The effect on the acetylcholinesterase gene suggests some impact on the nervous system. As stated in the introduction, inhibition on rat brain acetylcholinesterase activity and nicotinic receptors have been observed (Smulders et al. 2003), suggesting that Fenoxycarb can have nervous effects on non-target organisms. Studies in nicotinic receptors showed that the mechanism of Fenoxycarb was noncompetitive (Smulders et al. 2004). Although Fenoxycarb has been used as an analog of juvenile hormone, it seems to also have some effect as the rest of carbamates by affecting the nervous system. The response observed in P. acuta supports a nervous effect and suggests that it could affect the ability of the snail to survive by altering the central nervous system. The increase observed in the transcription could be reflecting and attempt to compensate the inhibition on enzyme activity. Additional studies would help elucidate the putative effect on the snail's behavior or ability to respond to situations involving the nervous system. In any case, it is a fact to consider in the impact that Fenoxycarb can have in non-target species in the mid- and long-term.

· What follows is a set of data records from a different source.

//! Format profiles: capacity and container rules per output kind

use crate::error::{ExportError, Result};
use std::fmt;
use std::str::FromStr;

/// Media type of the legacy binary workbook
pub const MIME_XLS: &str = "application/vnd.ms-excel";
/// Media type of the zipped SpreadsheetML workbook
pub const MIME_XLSX: &str = "application/vnd.openxmlformats-officedocument.spreadsheetml.sheet";

/// Requested output kind
#[derive(Debug, Clone, Copy, PartialEq, Eq, Hash)]
#[cfg_attr(feature = "serde", derive(serde::Serialize, serde::Deserialize))]
pub enum FormatKind {
    /// BIFF8 workbook inside an OLE2 compound file (`.xls`)
    Legacy,
    /// SpreadsheetML parts inside a zip package (`.xlsx`)
    ZippedXml,
}

/// Physical shape of the output container
#[derive(Debug, Clone, Copy, PartialEq, Eq)]
pub enum ContainerKind {
    /// One fixed-layout binary stream
    BinaryBlock,
    /// Zip package of XML parts
    ZipPackage,
}

/// Capacity and styling rules governing one export
#[derive(Debug, Clone, PartialEq, Eq)]
pub struct FormatProfile {
    pub kind: FormatKind,
    /// Maximum rows per sheet, header included
    pub max_rows: u32,
    pub max_columns: usize,
    pub container: ContainerKind,
    /// Whether temporal cells carry the date/time number format
    pub supports_cell_style: bool,
    /// Number of leading columns the width pass looks at
    pub autosize_cap: usize,
    /// Longest text a cell may hold, in UTF-16 code units
    pub max_cell_text: usize,
    pub media_type: &'static str,
    pub extension: &'static str,
}

pub static LEGACY_PROFILE: FormatProfile = FormatProfile {
    kind: FormatKind::Legacy,
    max_rows: 65_536,
    max_columns: 256,
    container: ContainerKind::BinaryBlock,
    supports_cell_style: true,
    autosize_cap: 50,
    max_cell_text: 32_767,
    media_type: MIME_XLS,
    extension: "xls",
};

pub static ZIPPED_XML_PROFILE: FormatProfile = FormatProfile {
    kind: FormatKind::ZippedXml,
    max_rows: 1_048_576,
    max_columns: 16_384,
    container: ContainerKind::ZipPackage,
    supports_cell_style: true,
    autosize_cap: 25,
    max_cell_text: 32_767,
    media_type: MIME_XLSX,
    extension: "xlsx",
};

impl FormatKind {
    /// The static profile for this kind
    pub fn profile(self) -> &'static FormatProfile {
        match self {
            FormatKind::Legacy => &LEGACY_PROFILE,
            FormatKind::ZippedXml => &ZIPPED_XML_PROFILE,
        }
    }

    pub fn media_type(self) -> &'static str {
        self.profile().media_type
    }

    pub fn extension(self) -> &'static str {
        self.profile().extension
    }

    /// Look up a kind by media type (parameters ignored) or file extension
    pub fn from_media_type(requested: &str) -> Result<Self> {
        let essence = requested
            .split(';')
            .next()
            .unwrap_or_default()
            .trim()
            .trim_start_matches('.')
            .to_ascii_lowercase();

        [FormatKind::Legacy, FormatKind::ZippedXml]
            .into_iter()
            .find(|kind| essence == kind.media_type() || essence == kind.extension())
            .ok_or_else(|| ExportError::UnsupportedFormat(requested.to_string()))
    }
}

impl FromStr for FormatKind {
    type Err = ExportError;

    fn from_str(s: &str) -> Result<Self> {
        FormatKind::from_media_type(s)
    }
}

impl fmt::Display for FormatKind {
    fn fmt(&self, f: &mut fmt::Formatter<'_>) -> fmt::Result {
        f.write_str(self.media_type())
    }
}

/// Select the profile for a requested media type or extension
pub fn select(requested: &str) -> Result<&'static FormatProfile> {
    FormatKind::from_media_type(requested).map(FormatKind::profile)
}
//! Error types for geosheet exports

use thiserror::Error;

/// Result type alias for export operations
pub type Result<T> = std::result::Result<T, ExportError>;

/// Main error type for all export operations.
///
/// Every variant aborts the whole export; nothing is retried internally
/// because record sources are single-pass.
#[derive(Error, Debug)]
pub enum ExportError {
    /// No usable column list could be derived from the record source
    #[error("Failed to resolve schema at column {position}: {reason}")]
    SchemaResolution { position: usize, reason: String },

    /// The requested output kind is not one of the supported workbook formats
    #[error("Unsupported output format: {0}")]
    UnsupportedFormat(String),

    /// The resolved column list is wider than the format allows
    #[error("{columns} columns exceed the format limit of {max}")]
    ColumnCapacityExceeded { columns: usize, max: usize },

    /// Appending a row would exceed the format's row limit
    #[error("Row {row} exceeds the format limit of {max} rows")]
    RowCapacityExceeded { row: u64, max: u32 },

    /// A text cell is longer than the format allows
    #[error("Cell at row {row}, column {column} holds {len} characters, limit is {max}")]
    CellCapacityExceeded {
        row: u32,
        column: usize,
        len: usize,
        max: usize,
    },

    /// The record source failed while producing records or attributes
    #[error("Record source error: {0}")]
    Source(#[from] SourceError),

    /// IO error wrapper (staging files and the output sink)
    #[error("IO error: {0}")]
    Io(#[from] std::io::Error),

    /// The zip or compound-file container failed to serialize
    #[error("Failed to write container: {0}")]
    Container(String),

    /// A session operation was called out of order
    #[error("Export session is {actual}, expected {expected}")]
    InvalidState {
        expected: &'static str,
        actual: &'static str,
    },

    /// Export options failed validation
    #[error("Invalid export options: {0}")]
    InvalidOptions(String),
}

impl ExportError {
    /// True for structural format limit violations
    pub fn is_capacity(&self) -> bool {
        matches!(
            self,
            ExportError::ColumnCapacityExceeded { .. }
                | ExportError::RowCapacityExceeded { .. }
                | ExportError::CellCapacityExceeded { .. }
        )
    }

    /// True for lower-level failures reading the source or writing output
    pub fn is_encoding(&self) -> bool {
        matches!(
            self,
            ExportError::Source(_) | ExportError::Io(_) | ExportError::Container(_)
        )
    }

    pub(crate) fn container<E: std::fmt::Display>(err: E) -> Self {
        ExportError::Container(err.to_string())
    }
}

/// Errors raised by a [`RecordSource`](crate::source::RecordSource) implementation
#[derive(Error, Debug)]
pub enum SourceError {
    /// The backing store failed to deliver the next record
    #[error("IO error: {0}")]
    Io(#[from] std::io::Error),

    /// An attribute index could not be read from a record
    #[error("Attribute {index} could not be read: {reason}")]
    Attribute { index: usize, reason: String },

    /// Any other source-specific failure
    #[error("{0}")]
    Other(String),
}
//! Pot and pending-withdrawal accounting for a single game.
//!
//! Funds only ever move between `pot`, `player1_winnings` and
//! `player2_winnings`; token transfers happen in the contract layer.

use soroban_sdk::Address;

use crate::types::Game;
use crate::WagerError;

pub fn open_pot(game: &mut Game, stake: i128) -> Result<(), WagerError> {
    if stake < 0 {
        return Err(WagerError::InvalidStake);
    }
    game.pot = stake;
    game.deposited = stake;
    Ok(())
}

/// The joining stake must match the pot exactly; the pot doubles.
pub fn join(game: &mut Game, stake: i128) -> Result<(), WagerError> {
    if stake != game.pot {
        return Err(WagerError::StakeMismatch);
    }
    game.pot = game
        .pot
        .checked_add(stake)
        .ok_or(WagerError::InvalidStake)?;
    game.deposited = game
        .deposited
        .checked_add(stake)
        .ok_or(WagerError::InvalidStake)?;
    Ok(())
}

pub fn settle_winner(game: &mut Game, winner: &Address) -> Result<(), WagerError> {
    let pot = game.pot;
    *winnings_of(game, winner)? += pot;
    game.pot = 0;
    Ok(())
}

/// Each side gets floor(pot / 2). An odd unit stays in the pot for good.
pub fn settle_split(game: &mut Game) {
    let half = game.pot / 2;
    game.player1_winnings += half;
    game.player2_winnings += half;
    game.pot -= half * 2;
}

/// Zeroes the caller's pending balance and returns what was owed.
/// The balance is cleared before any transfer is attempted.
pub fn debit_winnings(game: &mut Game, player: &Address) -> Result<i128, WagerError> {
    let balance = winnings_of(game, player)?;
    if *balance == 0 {
        return Err(WagerError::NothingOwed);
    }
    let amount = *balance;
    *balance = 0;
    Ok(amount)
}

/// Puts back an amount whose outbound transfer was rejected.
pub fn restore_winnings(game: &mut Game, player: &Address, amount: i128) -> Result<(), WagerError> {
    *winnings_of(game, player)? += amount;
    Ok(())
}

fn winnings_of<'a>(game: &'a mut Game, player: &Address) -> Result<&'a mut i128, WagerError> {
    if *player == game.player1 {
        Ok(&mut game.player1_winnings)
    } else if game.player2.as_ref() == Some(player) {
        Ok(&mut game.player2_winnings)
    } else {
        Err(WagerError::NotParticipant)
    }
}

On the other hand, the modulation of sHSP17.9 suggests some effect, but to determine the real impact on the cell is a complex matter. Small heat shock proteins are diverse proteins involved in the stress response and related to multiple cellular processes, including neural functions (de Los Reyes and Casas-Tintó 2022). In this sense, it is tempting to speculate that sHSP17.9 could encode some sHSP involved in neural physiology but the difficulties to establish the homology demand caution. Additional research will provide more information and could help to define the role of this protein in the cell. As biomarkers, the fact that sHSPs share the alpha-crystallin domain makes it easy to identify them. However, their high diversity in the N- and C-terminal regions complicate the identification of homologies between species. Consequently, a deeper study of this protein family is required to determine their roles in cell metabolism and to establish functional homologies between them. In any case, the alteration observed suggests that Fenoxycarb has some effect in the mid-term in Physella acuta, raising the possibility that it causes some reduction in the wellness of the snail.
Aplysianin-A is a protein involved in the immune response by acting as an antibacterial. This antibacterial glycoprotein inhibits both gram-positive and gram-negative bacteria in Aplysia kurodai (Kamiya et al. 1986). The alteration in transcriptional activity can produce a modulation of the response to bacterial infections, making P. acuta more sensitive to them. The impact observed in P. acuta suggests a putative alteration in immunity, being the first time that this possibility is suggested for Fenoxycarb. Additional studies involving more immune related genes are needed to confirm it and determine the effect in the long term survival of the population.